# EXERCISE AIM:
Below are the records; give again exactly the line with "#[cfg(test)]", the line with "locate defaults/ directory", and each line that lies between them, and nothing besides.

Dataset entries:
-- Opening Marker --

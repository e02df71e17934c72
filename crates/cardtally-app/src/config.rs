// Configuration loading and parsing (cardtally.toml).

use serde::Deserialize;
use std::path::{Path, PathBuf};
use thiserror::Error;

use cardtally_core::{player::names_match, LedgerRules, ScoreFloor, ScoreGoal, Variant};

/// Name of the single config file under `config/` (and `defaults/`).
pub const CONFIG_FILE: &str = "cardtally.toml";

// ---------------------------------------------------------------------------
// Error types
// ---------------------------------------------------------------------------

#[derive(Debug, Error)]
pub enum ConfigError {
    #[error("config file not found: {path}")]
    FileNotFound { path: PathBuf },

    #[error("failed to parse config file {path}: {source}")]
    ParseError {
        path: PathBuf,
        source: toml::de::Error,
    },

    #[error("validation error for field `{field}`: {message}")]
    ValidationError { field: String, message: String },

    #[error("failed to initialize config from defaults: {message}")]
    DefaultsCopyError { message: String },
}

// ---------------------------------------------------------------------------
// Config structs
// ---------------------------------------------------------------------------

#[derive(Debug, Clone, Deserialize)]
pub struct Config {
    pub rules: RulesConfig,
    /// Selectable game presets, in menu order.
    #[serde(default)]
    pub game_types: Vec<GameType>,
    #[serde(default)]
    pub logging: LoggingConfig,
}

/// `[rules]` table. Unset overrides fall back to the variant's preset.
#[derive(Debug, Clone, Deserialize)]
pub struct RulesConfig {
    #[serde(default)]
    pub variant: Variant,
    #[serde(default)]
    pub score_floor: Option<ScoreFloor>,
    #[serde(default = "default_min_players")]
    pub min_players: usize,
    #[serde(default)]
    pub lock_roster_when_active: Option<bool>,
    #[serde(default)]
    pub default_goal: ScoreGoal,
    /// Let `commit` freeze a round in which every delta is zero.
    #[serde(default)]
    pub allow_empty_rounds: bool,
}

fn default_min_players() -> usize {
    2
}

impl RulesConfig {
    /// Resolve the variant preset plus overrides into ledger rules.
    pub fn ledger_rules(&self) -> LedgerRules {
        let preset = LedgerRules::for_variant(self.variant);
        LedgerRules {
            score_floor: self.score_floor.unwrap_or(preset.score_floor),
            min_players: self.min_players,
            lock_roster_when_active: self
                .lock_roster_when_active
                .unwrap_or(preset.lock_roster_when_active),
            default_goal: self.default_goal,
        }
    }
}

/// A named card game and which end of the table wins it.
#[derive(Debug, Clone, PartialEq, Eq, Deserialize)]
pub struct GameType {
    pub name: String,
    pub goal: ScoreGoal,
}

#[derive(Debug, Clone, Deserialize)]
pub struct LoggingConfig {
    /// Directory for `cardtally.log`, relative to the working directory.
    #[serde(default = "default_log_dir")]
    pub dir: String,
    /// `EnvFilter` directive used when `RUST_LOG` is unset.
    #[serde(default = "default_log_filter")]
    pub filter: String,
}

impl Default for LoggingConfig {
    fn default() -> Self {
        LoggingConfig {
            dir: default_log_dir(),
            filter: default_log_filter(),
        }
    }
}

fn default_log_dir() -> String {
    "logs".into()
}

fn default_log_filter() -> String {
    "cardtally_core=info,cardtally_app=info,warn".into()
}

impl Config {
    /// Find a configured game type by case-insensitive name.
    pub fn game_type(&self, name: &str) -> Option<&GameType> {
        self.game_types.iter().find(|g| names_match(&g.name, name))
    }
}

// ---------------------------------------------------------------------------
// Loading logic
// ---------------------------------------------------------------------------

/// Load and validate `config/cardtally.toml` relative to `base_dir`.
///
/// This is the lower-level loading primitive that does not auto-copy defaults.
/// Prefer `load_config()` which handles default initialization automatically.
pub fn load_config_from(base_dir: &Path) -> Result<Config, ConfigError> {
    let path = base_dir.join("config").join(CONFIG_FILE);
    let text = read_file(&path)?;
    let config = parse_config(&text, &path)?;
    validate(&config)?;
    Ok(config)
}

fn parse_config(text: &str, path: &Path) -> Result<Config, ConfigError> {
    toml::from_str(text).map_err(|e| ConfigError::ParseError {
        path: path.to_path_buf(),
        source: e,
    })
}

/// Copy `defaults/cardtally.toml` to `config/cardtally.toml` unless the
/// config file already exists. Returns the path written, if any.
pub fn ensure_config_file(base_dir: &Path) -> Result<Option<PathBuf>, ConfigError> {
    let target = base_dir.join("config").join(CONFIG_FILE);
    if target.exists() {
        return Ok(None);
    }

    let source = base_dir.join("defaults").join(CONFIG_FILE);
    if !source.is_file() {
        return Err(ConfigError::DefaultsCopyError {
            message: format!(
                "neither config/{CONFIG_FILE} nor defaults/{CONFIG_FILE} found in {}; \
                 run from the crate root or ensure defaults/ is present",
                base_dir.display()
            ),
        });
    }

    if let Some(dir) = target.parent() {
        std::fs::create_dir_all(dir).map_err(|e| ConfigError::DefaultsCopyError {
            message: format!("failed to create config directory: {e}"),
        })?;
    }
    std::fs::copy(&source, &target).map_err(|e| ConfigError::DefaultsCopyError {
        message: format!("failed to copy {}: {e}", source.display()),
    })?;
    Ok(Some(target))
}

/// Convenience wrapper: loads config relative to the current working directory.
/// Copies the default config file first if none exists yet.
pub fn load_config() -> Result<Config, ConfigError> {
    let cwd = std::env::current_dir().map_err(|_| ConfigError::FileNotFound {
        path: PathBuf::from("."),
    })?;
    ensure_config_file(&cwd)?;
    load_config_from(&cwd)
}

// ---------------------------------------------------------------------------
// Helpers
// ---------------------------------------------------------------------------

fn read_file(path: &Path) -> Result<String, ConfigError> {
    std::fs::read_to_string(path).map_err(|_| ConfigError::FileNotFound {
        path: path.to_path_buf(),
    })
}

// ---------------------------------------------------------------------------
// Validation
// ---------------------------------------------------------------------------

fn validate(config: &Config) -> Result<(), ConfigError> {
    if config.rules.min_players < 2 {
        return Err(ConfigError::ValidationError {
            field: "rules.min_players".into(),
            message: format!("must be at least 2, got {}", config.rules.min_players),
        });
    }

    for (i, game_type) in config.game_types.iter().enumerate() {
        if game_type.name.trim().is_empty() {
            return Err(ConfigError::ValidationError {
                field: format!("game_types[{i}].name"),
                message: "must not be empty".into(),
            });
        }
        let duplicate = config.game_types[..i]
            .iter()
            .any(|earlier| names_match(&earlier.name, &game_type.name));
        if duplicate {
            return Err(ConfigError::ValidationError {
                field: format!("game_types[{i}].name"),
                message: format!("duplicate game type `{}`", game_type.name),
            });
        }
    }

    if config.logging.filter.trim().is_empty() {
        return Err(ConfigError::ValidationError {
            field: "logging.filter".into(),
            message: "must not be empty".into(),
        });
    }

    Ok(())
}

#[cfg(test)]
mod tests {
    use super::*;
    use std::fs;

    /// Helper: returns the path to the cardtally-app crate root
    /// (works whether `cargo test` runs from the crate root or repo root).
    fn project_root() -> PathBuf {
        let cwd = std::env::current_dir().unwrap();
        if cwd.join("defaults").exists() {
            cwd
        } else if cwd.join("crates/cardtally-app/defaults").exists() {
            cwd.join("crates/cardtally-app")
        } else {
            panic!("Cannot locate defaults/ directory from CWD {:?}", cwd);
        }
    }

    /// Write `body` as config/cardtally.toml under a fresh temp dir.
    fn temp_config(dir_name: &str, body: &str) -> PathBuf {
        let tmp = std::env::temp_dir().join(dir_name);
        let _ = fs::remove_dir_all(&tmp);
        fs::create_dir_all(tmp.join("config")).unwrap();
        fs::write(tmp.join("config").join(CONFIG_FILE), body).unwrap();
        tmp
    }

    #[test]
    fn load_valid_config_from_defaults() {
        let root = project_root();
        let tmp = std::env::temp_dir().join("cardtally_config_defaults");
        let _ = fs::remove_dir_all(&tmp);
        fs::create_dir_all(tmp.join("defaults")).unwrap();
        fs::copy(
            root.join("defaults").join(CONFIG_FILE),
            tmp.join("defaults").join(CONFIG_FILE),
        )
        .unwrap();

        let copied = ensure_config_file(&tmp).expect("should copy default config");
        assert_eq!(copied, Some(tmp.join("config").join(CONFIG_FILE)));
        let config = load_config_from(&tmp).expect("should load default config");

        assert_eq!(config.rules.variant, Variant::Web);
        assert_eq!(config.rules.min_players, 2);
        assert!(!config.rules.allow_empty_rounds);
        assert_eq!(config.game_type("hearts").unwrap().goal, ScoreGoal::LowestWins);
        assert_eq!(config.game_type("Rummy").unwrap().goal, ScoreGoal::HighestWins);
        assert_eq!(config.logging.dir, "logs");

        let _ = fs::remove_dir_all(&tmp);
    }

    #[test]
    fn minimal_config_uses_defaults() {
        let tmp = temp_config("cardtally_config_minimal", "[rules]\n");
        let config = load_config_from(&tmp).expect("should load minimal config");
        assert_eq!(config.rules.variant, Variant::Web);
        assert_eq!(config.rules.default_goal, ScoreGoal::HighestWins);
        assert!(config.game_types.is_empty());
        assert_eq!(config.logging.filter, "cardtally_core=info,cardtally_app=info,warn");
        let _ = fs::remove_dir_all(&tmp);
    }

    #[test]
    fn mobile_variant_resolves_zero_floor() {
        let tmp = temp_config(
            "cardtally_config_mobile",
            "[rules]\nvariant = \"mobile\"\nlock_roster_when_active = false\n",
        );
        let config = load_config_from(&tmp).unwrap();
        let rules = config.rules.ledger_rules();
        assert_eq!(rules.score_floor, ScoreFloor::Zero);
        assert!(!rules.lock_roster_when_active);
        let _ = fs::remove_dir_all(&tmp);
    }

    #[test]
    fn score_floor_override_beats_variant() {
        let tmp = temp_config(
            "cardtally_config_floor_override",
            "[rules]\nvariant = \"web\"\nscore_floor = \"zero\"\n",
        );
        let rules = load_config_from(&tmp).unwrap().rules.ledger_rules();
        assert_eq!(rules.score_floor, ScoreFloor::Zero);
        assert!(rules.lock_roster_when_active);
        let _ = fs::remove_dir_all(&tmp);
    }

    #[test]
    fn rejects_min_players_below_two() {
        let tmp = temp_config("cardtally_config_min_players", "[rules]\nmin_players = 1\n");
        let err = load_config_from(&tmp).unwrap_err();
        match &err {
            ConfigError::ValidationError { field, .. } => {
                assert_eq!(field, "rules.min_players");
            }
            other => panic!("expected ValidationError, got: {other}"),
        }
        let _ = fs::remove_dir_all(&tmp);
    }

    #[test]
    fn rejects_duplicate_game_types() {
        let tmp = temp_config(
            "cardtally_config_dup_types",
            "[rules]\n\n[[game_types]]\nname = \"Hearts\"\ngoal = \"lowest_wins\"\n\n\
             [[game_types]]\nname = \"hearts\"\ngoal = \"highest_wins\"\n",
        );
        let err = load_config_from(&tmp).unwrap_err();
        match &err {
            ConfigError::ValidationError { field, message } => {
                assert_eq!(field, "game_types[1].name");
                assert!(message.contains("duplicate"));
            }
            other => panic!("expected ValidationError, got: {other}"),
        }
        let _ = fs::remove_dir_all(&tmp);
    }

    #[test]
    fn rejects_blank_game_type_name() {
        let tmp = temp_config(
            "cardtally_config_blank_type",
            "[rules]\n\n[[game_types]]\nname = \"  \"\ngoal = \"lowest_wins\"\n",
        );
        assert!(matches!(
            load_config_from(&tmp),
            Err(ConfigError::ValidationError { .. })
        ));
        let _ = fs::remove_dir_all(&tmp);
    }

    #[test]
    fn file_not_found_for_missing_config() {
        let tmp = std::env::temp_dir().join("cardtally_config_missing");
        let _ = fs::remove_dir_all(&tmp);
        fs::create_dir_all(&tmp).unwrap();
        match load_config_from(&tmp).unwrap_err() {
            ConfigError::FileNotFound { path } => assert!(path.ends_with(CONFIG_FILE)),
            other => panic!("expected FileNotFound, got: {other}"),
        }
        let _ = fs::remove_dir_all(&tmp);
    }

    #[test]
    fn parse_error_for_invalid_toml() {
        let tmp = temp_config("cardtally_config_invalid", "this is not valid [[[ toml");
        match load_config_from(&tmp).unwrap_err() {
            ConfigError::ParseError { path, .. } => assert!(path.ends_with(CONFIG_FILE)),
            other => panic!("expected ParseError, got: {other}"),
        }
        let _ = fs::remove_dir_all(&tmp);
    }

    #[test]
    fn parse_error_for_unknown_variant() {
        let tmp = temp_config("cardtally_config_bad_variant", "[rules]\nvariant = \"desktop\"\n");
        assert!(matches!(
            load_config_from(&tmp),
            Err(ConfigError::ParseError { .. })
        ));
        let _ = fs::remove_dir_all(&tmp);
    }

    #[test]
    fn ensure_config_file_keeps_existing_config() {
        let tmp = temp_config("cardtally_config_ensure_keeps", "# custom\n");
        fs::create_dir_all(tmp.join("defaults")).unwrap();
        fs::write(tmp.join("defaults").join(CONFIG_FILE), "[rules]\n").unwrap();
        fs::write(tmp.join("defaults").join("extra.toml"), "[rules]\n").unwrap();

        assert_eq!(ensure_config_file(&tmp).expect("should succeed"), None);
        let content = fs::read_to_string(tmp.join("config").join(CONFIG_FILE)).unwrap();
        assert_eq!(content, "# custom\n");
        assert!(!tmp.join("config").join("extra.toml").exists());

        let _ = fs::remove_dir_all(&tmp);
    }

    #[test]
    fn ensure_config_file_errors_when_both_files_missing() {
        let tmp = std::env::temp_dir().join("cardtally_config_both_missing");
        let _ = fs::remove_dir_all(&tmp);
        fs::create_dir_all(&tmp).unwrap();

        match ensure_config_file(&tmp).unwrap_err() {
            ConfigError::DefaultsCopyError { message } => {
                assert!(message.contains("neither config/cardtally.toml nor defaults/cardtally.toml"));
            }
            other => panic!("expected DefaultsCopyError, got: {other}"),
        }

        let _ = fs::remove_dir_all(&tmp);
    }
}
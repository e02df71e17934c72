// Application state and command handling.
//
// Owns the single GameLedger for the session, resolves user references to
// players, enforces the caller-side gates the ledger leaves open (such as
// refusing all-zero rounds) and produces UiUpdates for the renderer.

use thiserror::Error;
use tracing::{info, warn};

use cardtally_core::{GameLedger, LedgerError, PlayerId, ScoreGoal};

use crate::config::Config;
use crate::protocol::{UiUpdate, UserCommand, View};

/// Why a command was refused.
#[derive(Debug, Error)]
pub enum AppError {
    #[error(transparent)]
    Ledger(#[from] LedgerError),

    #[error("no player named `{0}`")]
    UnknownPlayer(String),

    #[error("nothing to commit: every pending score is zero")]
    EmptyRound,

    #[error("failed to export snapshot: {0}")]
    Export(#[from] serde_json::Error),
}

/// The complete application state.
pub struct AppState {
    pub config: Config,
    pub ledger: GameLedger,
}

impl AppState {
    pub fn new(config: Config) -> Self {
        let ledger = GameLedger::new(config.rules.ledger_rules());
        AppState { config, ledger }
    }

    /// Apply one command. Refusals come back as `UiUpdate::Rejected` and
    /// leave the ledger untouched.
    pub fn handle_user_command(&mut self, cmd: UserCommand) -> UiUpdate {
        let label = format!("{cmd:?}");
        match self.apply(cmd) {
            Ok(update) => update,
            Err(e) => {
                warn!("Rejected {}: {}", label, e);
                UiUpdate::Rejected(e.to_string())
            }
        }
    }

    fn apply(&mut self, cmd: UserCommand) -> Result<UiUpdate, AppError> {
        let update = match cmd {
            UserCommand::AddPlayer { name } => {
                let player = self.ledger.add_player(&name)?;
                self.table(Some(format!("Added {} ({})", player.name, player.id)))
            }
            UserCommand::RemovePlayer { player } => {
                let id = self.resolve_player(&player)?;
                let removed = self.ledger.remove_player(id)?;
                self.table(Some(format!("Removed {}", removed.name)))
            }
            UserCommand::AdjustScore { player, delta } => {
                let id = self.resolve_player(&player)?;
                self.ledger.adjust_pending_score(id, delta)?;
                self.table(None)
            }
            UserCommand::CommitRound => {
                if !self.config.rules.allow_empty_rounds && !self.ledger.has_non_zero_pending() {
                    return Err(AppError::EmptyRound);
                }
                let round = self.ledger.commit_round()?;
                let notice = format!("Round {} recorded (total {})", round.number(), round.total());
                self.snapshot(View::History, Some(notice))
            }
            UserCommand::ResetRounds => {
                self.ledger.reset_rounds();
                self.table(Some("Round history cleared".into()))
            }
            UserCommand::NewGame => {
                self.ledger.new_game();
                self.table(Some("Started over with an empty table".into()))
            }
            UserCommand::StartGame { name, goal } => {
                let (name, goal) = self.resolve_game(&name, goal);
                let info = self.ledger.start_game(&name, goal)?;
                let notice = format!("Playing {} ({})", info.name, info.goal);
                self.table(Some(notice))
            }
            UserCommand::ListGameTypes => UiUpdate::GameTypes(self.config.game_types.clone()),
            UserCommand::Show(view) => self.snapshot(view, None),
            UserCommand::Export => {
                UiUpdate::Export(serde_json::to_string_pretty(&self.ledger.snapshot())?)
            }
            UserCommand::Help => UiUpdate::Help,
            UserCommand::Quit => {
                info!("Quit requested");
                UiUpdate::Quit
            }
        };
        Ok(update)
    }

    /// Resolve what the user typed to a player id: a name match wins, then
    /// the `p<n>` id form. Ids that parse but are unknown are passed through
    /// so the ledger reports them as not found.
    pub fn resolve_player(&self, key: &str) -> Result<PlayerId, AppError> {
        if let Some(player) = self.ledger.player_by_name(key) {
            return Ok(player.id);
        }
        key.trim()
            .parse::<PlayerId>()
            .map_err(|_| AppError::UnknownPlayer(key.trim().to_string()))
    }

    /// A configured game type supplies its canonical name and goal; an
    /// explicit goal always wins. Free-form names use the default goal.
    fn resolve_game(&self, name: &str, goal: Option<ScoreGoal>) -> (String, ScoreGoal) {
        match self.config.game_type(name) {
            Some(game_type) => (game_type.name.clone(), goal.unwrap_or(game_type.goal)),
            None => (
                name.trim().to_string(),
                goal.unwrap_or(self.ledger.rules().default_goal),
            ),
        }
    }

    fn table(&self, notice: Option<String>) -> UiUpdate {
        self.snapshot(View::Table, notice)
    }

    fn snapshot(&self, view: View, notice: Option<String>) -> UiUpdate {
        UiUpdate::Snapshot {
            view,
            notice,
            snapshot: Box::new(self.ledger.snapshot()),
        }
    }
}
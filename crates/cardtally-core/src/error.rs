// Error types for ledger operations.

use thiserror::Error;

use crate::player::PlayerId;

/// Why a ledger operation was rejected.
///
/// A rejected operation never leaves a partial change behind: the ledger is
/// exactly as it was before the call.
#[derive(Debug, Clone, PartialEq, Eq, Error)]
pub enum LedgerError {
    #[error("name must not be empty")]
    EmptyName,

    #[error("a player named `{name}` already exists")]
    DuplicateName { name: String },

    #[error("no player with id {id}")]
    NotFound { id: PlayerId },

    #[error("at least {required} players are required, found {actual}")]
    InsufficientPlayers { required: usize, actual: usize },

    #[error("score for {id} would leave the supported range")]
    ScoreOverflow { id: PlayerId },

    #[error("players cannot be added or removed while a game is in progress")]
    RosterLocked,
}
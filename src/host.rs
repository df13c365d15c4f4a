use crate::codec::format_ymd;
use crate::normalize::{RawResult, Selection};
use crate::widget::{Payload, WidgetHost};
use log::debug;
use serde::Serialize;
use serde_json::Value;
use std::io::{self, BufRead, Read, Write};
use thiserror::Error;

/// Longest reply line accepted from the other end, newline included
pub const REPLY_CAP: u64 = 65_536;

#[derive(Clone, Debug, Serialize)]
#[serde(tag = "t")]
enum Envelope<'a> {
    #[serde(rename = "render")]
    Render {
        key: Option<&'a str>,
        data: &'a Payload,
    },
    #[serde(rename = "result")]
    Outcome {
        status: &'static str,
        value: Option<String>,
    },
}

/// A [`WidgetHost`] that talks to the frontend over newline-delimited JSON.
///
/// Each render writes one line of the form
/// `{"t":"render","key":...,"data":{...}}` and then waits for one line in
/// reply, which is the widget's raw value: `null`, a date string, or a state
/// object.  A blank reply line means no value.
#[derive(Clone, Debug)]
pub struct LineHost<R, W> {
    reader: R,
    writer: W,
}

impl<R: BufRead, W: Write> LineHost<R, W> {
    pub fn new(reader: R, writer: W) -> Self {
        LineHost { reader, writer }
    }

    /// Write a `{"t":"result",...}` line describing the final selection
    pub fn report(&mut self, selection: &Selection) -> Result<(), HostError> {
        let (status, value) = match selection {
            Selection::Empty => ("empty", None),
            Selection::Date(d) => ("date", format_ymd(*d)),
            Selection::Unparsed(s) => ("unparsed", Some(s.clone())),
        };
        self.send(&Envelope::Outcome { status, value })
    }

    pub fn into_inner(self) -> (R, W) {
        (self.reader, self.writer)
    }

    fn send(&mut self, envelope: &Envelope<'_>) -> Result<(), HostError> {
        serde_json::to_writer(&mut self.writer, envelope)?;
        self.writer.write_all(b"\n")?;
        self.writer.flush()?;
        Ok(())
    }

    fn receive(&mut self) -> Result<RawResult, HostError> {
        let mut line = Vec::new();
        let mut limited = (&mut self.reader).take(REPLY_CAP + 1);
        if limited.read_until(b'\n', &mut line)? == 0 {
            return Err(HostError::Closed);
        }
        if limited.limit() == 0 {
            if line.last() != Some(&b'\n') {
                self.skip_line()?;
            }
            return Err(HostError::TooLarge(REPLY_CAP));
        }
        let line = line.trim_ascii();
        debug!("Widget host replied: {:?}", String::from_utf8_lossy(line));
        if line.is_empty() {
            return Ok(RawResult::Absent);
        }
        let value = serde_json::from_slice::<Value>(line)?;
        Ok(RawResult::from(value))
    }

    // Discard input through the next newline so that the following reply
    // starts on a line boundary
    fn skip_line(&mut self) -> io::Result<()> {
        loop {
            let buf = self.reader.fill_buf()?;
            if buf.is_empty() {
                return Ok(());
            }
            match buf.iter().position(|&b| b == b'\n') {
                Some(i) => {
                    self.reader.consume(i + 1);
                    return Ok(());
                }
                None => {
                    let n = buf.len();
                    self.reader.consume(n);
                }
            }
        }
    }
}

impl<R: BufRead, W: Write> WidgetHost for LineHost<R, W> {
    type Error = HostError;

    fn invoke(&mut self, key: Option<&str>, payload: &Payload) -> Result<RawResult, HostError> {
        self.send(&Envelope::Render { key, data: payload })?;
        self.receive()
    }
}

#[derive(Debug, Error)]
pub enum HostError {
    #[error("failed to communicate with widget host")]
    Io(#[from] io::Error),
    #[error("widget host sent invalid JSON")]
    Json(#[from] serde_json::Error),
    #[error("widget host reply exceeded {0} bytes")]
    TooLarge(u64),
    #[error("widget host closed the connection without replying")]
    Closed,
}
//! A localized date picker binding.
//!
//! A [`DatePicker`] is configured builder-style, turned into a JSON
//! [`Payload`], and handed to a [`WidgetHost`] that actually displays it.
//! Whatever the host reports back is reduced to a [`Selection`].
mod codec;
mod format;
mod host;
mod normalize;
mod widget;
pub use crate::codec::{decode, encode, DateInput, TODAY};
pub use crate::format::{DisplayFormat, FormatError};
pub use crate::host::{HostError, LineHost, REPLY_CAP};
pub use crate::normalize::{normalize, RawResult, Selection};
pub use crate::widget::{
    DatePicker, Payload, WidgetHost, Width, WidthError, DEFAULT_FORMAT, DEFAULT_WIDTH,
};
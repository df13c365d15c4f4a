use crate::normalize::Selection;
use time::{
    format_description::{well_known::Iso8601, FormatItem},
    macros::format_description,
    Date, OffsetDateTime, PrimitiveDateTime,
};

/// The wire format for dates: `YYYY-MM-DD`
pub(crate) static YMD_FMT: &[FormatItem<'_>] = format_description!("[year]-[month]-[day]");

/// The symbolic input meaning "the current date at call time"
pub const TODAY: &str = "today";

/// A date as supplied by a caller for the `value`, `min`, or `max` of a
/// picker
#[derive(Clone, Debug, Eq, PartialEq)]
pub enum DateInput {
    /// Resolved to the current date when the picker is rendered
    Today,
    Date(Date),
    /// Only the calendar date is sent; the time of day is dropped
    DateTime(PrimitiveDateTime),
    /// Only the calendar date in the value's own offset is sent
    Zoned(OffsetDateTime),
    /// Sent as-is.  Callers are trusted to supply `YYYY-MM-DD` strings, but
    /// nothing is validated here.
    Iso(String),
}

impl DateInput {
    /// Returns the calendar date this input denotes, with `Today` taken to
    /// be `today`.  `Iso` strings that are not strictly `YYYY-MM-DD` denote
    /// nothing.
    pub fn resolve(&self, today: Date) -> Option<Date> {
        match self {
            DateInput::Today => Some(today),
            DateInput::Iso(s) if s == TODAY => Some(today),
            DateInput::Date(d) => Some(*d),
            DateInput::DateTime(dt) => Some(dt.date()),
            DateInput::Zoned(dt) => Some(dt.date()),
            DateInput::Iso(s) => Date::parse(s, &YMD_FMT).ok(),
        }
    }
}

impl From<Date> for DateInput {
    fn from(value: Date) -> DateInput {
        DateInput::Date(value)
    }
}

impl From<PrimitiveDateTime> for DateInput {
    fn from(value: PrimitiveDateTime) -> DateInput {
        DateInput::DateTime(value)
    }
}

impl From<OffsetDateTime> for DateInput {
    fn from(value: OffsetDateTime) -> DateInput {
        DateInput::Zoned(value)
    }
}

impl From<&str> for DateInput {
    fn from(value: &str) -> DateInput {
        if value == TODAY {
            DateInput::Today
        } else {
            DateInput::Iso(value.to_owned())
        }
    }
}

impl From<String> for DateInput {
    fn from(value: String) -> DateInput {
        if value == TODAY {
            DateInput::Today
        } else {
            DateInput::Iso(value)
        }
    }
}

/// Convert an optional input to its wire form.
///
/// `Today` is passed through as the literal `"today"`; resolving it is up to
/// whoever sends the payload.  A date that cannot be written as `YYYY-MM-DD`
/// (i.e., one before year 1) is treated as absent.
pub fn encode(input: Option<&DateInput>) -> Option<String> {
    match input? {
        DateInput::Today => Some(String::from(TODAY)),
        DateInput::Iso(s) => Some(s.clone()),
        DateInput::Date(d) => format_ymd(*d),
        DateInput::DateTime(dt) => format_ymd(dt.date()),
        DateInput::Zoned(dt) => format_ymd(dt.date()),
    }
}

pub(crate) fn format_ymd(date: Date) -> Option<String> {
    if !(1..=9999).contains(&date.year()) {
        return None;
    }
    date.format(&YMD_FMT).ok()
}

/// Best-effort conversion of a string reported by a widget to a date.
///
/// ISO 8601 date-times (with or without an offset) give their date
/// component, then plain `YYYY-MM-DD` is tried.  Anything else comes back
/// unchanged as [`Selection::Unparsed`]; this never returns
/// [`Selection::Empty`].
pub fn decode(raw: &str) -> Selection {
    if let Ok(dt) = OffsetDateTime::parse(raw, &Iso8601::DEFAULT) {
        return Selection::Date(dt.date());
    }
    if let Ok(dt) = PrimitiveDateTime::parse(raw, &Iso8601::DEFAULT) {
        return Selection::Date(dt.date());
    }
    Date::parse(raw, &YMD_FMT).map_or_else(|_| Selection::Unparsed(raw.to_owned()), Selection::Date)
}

-- Closing Marker --

# YOUR SOLUTION:
#[cfg(test)]
mod tests {
    use super::*;
    use std::fs;

    /// Helper: returns the path to the cardtally-app crate root
    /// (works whether `cargo test` runs from the crate root or repo root).
    fn project_root() -> PathBuf {
        let cwd = std::env::current_dir().unwrap();
        if cwd.join("defaults").exists() {
            cwd
        } else if cwd.join("crates/cardtally-app/defaults").exists() {
            cwd.join("crates/cardtally-app")
        } else {
            panic!("Cannot locate defaults/ directory from CWD {:?}", cwd);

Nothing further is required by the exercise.